Prąd z farm wiatrowych PGE Baltica popłynąć może już w 2026 roku. Jak tłumaczy Monika Morawiecka, prezes PGE Baltica, harmonogram uwzględnia kilka kamieni milowych. Pod koniec 2023 roku przedsiębiorstwo chce podjąć finalną decyzję inwestycyjną.
- To jest taki moment, w którym decyduje się czy dany projekt zostanie zbudowany. To moment, kiedy będziemy mieć zabezpieczone finansowanie dla tych projektów. Liczymy, że w ciągu 3 lat popłynie pierwszy prąd. To czas potrzebny do prefabrykacji wszystkich elementów, instalacji i podłączenia do sieci - powiedziała prezes.
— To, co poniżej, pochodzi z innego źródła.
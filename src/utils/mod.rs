//! Utility functions and helpers.

pub mod http;
pub mod log;

/// Escape text for Telegram's HTML parse mode.
pub fn escape_html(text: &str) -> String {
    let mut out = String::with_capacity(text.len());
    for c in text.chars() {
        match c {
            '&' => out.push_str("&amp;"),
            '<' => out.push_str("&lt;"),
            '>' => out.push_str("&gt;"),
            '"' => out.push_str("&quot;"),
            _ => out.push(c),
        }
    }
    out
}

/// Join a base URL and a path with exactly one slash between them.
pub fn join_url(base: &str, path: &str) -> String {
    match (base.ends_with('/'), path.starts_with('/')) {
        (true, true) => format!("{}{}", base, &path[1..]),
        (false, false) if !path.is_empty() => format!("{}/{}", base, path),
        _ => format!("{}{}", base, path),
    }
}

#[cfg(test)]
mod tests {
    use super::*;

    #[test]
    fn test_escape_html() {
        assert_eq!(
            escape_html("R&D <Lead> \"BI\""),
            "R&amp;D &lt;Lead&gt; &quot;BI&quot;"
        );
        assert_eq!(escape_html("Plain"), "Plain");
    }

    #[test]
    fn test_join_url() {
        assert_eq!(
            join_url("https://www.wellsfargojobs.com", "/job/1"),
            "https://www.wellsfargojobs.com/job/1"
        );
        assert_eq!(join_url("https://x.com/", "/job/1"), "https://x.com/job/1");
        assert_eq!(join_url("https://x.com", "job/1"), "https://x.com/job/1");
        assert_eq!(join_url("https://x.com/", ""), "https://x.com/");
    }
}
//! Whole-snapshot known-state.
//!
//! The previous run's candidate set is loaded once when the store is opened.
//! `admit` only consults that set; nothing touches disk until `commit`, which
//! replaces the document with exactly the current run's candidates (write to
//! a temp file, then rename). Identifiers that were not re-surfaced drop out.

use std::collections::HashSet;
use std::path::{Path, PathBuf};

use async_trait::async_trait;
use chrono::{DateTime, Utc};
use serde::{Deserialize, Serialize};
use tokio::io::AsyncWriteExt;

use crate::error::{AppError, Result};
use crate::models::{JobPosting, StateBackend};
use crate::storage::{Admission, CommitSummary, StateRepository};

/// Persisted snapshot document.
#[derive(Debug, Clone, Serialize, Deserialize)]
pub struct SnapshotDocument {
    /// ISO 8601 timestamp of the run that wrote it
    pub updated_at: DateTime<Utc>,
    /// Number of postings
    pub count: usize,
    /// The run's candidates in discovery order
    pub postings: Vec<JobPosting>,
}

impl SnapshotDocument {
    pub fn new(postings: Vec<JobPosting>) -> Self {
        Self {
            updated_at: Utc::now(),
            count: postings.len(),
            postings,
        }
    }
}

/// A bare array of raw listing objects, as older state files hold.
#[derive(Debug, Deserialize)]
struct LegacyEntry {
    #[serde(rename = "externalPath")]
    external_path: String,
}

#[derive(Debug, Deserialize)]
#[serde(untagged)]
enum StoredSnapshot {
    Document(SnapshotDocument),
    Legacy(Vec<LegacyEntry>),
}

impl StoredSnapshot {
    fn into_ids(self) -> HashSet<String> {
        match self {
            StoredSnapshot::Document(doc) => doc.postings.into_iter().map(|p| p.id).collect(),
            StoredSnapshot::Legacy(entries) => {
                entries.into_iter().map(|e| e.external_path).collect()
            }
        }
    }
}

/// Snapshot-backed known-state.
#[derive(Debug)]
pub struct SnapshotStore {
    path: PathBuf,
    known: HashSet<String>,
}

impl SnapshotStore {
    /// Open the store, loading the previous snapshot (empty if absent).
    pub async fn open(path: impl Into<PathBuf>) -> Result<Self> {
        let path = path.into();
        let known = match Self::read_bytes(&path).await? {
            Some(bytes) => serde_json::from_slice::<StoredSnapshot>(&bytes)
                .map_err(|e| AppError::persistence(Self::context(&path), e))?
                .into_ids(),
            None => {
                log::info!("No snapshot at {}; starting empty", path.display());
                HashSet::new()
            }
        };
        log::debug!("Loaded {} known identifiers from snapshot", known.len());
        Ok(Self { path, known })
    }

    /// Identifiers known from the last committed run.
    pub fn known_ids(&self) -> &HashSet<String> {
        &self.known
    }

    fn context(path: &Path) -> String {
        format!("snapshot {}", path.display())
    }

    /// Read bytes, returning None if the file doesn't exist.
    async fn read_bytes(path: &Path) -> Result<Option<Vec<u8>>> {
        match tokio::fs::read(path).await {
            Ok(bytes) => Ok(Some(bytes)),
            Err(e) if e.kind() == std::io::ErrorKind::NotFound => Ok(None),
            Err(e) => Err(AppError::persistence(Self::context(path), e)),
        }
    }

    /// Write bytes atomically (write to temp, then rename).
    async fn write_bytes(&self, bytes: &[u8]) -> std::io::Result<()> {
        if let Some(parent) = self.path.parent() {
            if !parent.as_os_str().is_empty() {
                tokio::fs::create_dir_all(parent).await?;
            }
        }

        let tmp = self.path.with_extension("tmp");
        let mut file = tokio::fs::File::create(&tmp).await?;
        file.write_all(bytes).await?;
        file.flush().await?;
        file.sync_all().await?;
        drop(file);

        tokio::fs::rename(&tmp, &self.path).await
    }
}

#[async_trait]
impl StateRepository for SnapshotStore {
    fn backend(&self) -> StateBackend {
        StateBackend::Snapshot
    }

    async fn admit(&mut self, posting: &JobPosting, _observed_at: DateTime<Utc>) -> Admission {
        if self.known.contains(&posting.id) {
            Admission::Known
        } else {
            Admission::New
        }
    }

    async fn commit(&mut self, candidates: &[JobPosting]) -> Result<CommitSummary> {
        let document = SnapshotDocument::new(candidates.to_vec());
        let bytes = serde_json::to_vec_pretty(&document)?;
        self.write_bytes(&bytes)
            .await
            .map_err(|e| AppError::persistence(Self::context(&self.path), e))?;

        let current: HashSet<String> = candidates.iter().map(|p| p.id.clone()).collect();
        let dropped_count = self.known.difference(&current).count();
        self.known = current;

        log::info!(
            "Snapshot: {} postings written to {} ({} stale dropped)",
            document.count,
            self.path.display(),
            dropped_count
        );

        Ok(CommitSummary {
            known_count: self.known.len(),
            dropped_count,
            location: self.path.display().to_string(),
        })
    }

    async fn known_count(&self) -> Result<usize> {
        Ok(self.known.len())
    }
}

#[cfg(test)]
mod tests {
    use super::*;
    use tempfile::TempDir;

    fn posting(id: &str) -> JobPosting {
        JobPosting {
            id: id.to_string(),
            title: format!("Title {id}"),
            locations: vec!["Hyderabad".into()],
            posted_on: "Posted Today".into(),
            detail_path: id.to_string(),
        }
    }

    #[tokio::test]
    async fn test_missing_file_is_empty_state() {
        let tmp = TempDir::new().unwrap();
        let store = SnapshotStore::open(tmp.path().join("jobs.json")).await.unwrap();
        assert!(store.known_ids().is_empty());
    }

    #[tokio::test]
    async fn test_admit_does_not_touch_disk() {
        let tmp = TempDir::new().unwrap();
        let path = tmp.path().join("jobs.json");
        let mut store = SnapshotStore::open(&path).await.unwrap();

        assert_eq!(store.admit(&posting("/job/1"), Utc::now()).await, Admission::New);
        assert!(!path.exists());
    }

    #[tokio::test]
    async fn test_commit_replaces_with_exact_candidate_set() {
        let tmp = TempDir::new().unwrap();
        let path = tmp.path().join("state/jobs.json");

        let mut first = SnapshotStore::open(&path).await.unwrap();
        first
            .commit(&[posting("/job/1"), posting("/job/2")])
            .await
            .unwrap();

        let mut second = SnapshotStore::open(&path).await.unwrap();
        assert_eq!(second.admit(&posting("/job/1"), Utc::now()).await, Admission::Known);
        assert_eq!(second.admit(&posting("/job/3"), Utc::now()).await, Admission::New);

        let summary = second
            .commit(&[posting("/job/2"), posting("/job/3")])
            .await
            .unwrap();
        assert_eq!(summary.known_count, 2);
        assert_eq!(summary.dropped_count, 1);

        let reopened = SnapshotStore::open(&path).await.unwrap();
        let expected: HashSet<String> = ["/job/2", "/job/3"].iter().map(|s| s.to_string()).collect();
        assert_eq!(reopened.known_ids(), &expected);

        let doc: SnapshotDocument =
            serde_json::from_slice(&std::fs::read(&path).unwrap()).unwrap();
        assert_eq!(doc.count, 2);
        assert_eq!(doc.postings[0].id, "/job/2");
        assert!(!path.with_extension("tmp").exists());
    }

    #[tokio::test]
    async fn test_loads_legacy_array() {
        let tmp = TempDir::new().unwrap();
        let path = tmp.path().join("jobs.json");
        std::fs::write(
            &path,
            r#"[{"title":"SQL Dev","locations":"Hyderabad","postedDate":"Posted Today","externalPath":"/job/9"}]"#,
        )
        .unwrap();

        let store = SnapshotStore::open(&path).await.unwrap();
        assert!(store.known_ids().contains("/job/9"));
    }

    #[tokio::test]
    async fn test_corrupt_snapshot_is_persistence_failure_and_left_alone() {
        let tmp = TempDir::new().unwrap();
        let path = tmp.path().join("jobs.json");
        std::fs::write(&path, b"{ not json").unwrap();

        let err = SnapshotStore::open(&path).await.unwrap_err();
        assert!(err.is_persistence());
        assert_eq!(std::fs::read(&path).unwrap(), b"{ not json");
    }
}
Wytłumaczyła, że moc powstającej farmy można porównać do połowy elektrowni Bełchatów.
Jako wyzwania stojące przed projektem, prezes Morawiecka wymieniła zdobycie wszystkich pozwoleń administracyjnych, przeprowadzenie przetargów, zdobycie finansowania zewnętrznego i na końcu podjęcie tej decyzji inwestycyjnej. - Żebyśmy byli przekonani jako inwestorzy, że, mówiąc kolokwialnie, ten biznes nam się opłaci - dodała.
Farmy wiatrowe na Bałtyku mogą stać się w przyszłości ważnym elementem miksu energetycznego. Do 2040 roku Polska może pozyskiwać w ten sposób nawet 20 proc. energii elektrycznej. - Możemy stać się ważnym hubem inwestycyjnym na obszarze morza Bałtyckiego. Potencjał szacowany na polskim Bałtyku to do 30 gigawatów mocy - powiedziała.